Aim of the exercise
Restate word for word the line containing "walk.final_pos.z" and all remaining lines of the entries below.

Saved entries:
=== Section Start ===
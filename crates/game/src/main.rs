//! citygen - procedural building field generator with a headless collision probe

mod config;
mod demo;

use std::sync::Arc;
use std::time::Instant;

use anyhow::Result;
use engine_core::Color;
use physics::CollisionWorld;
use procgen::{
    instance_bytes, load_buildings_config, parse_buildings_config, BuildingField, BuildingParams,
    ConfigLoad, NoiseTerrain,
};

use config::DemoConfig;

const DEFAULT_BUILDINGS: &str = include_str!("../assets/buildings.txt");

fn load_params(cfg: &DemoConfig) -> Result<BuildingParams> {
    let load: ConfigLoad = match &cfg.buildings_config {
        Some(path) => load_buildings_config(path)?,
        None => parse_buildings_config(DEFAULT_BUILDINGS)?,
    };
    for err in &load.errors {
        log::warn!("buildings config: {err}");
    }
    let mut params = load.params;
    params.resolve_texture_colors(texture_tint);
    Ok(params)
}

/// Stand-in for a texture store: a stable light tint per texture name.
fn texture_tint(name: &str) -> Color {
    let h = name
        .bytes()
        .fold(0xcbf2_9ce4_8422_2325u64, |h, b| (h ^ b as u64).wrapping_mul(0x0100_0000_01b3));
    let channel = |shift: u32| 0.6 + 0.4 * ((h >> shift) & 0xff) as f32 / 255.0;
    Color::new(channel(0), channel(8), channel(16), 1.0)
}

fn main() -> Result<()> {
    env_logger::Builder::from_env(env_logger::Env::default().default_filter_or("info")).init();

    let cfg = DemoConfig::load();
    log::info!("Starting citygen (world seed {})", cfg.world_seed);

    let params = Arc::new(load_params(&cfg)?);
    log::info!(
        "{} building materials, {} placements requested",
        params.materials().len(),
        params.placement.num_place
    );

    let mut world = CollisionWorld::empty(params.clone());
    let mut terrain = NoiseTerrain::new(cfg.terrain.to_noise_config());

    for i in 0..cfg.regenerations.max(1) {
        let seed = cfg.world_seed.wrapping_add(i as u64);
        terrain.reset_flattening();
        let start = Instant::now();
        let field = BuildingField::generate(params.clone(), &mut terrain, seed);
        let instances = field.part_instances();
        log::info!(
            "Field {} (seed {}): {} valid buildings, {} parts ({} bytes of instance data) in {:.2?}",
            i,
            seed,
            field.valid_buildings().count(),
            instances.len(),
            instance_bytes(&instances).len(),
            start.elapsed()
        );
        world.replace_field(Arc::new(field));
    }

    let extent = world.max_extent();
    log::info!(
        "Largest building: {:.1} x {:.1} half-size, {:.1} tall",
        extent.x,
        extent.y,
        extent.z
    );

    let walk = demo::walk(&world, &terrain, &cfg.walker);
    log::info!(
        "Walker: {} steps, {} collisions, ended at ({:.1}, {:.1}, {:.1})",
        walk.steps,
        walk.collisions,
        walk.final_pos.x,
        walk.final_pos.y,
        walk.final_pos.z
    );

    let fan = demo::ray_fan(&world, &cfg.ray_fan);
    match fan.nearest {
        Some(d) => log::info!(
            "Ray fan: {} rays, {} roof hits, {} side hits, nearest at {:.1} m",
            fan.rays,
            fan.roof_hits,
            fan.side_hits,
            d
        ),
        None => log::info!("Ray fan: {} rays, nothing hit", fan.rays),
    }

    Ok(())
}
=== Section End ===
Exercise answer
        walk.final_pos.z
    );

    let fan = demo::ray_fan(&world, &cfg.ray_fan);
    match fan.nearest {
        Some(d) => log::info!(
            "Ray fan: {} rays, {} roof hits, {} side hits, nearest at {:.1} m",
            fan.rays,
            fan.roof_hits,
            fan.side_hits,
            d
        ),
        None => log::info!("Ray fan: {} rays, nothing hit", fan.rays),
    }

    Ok(())
}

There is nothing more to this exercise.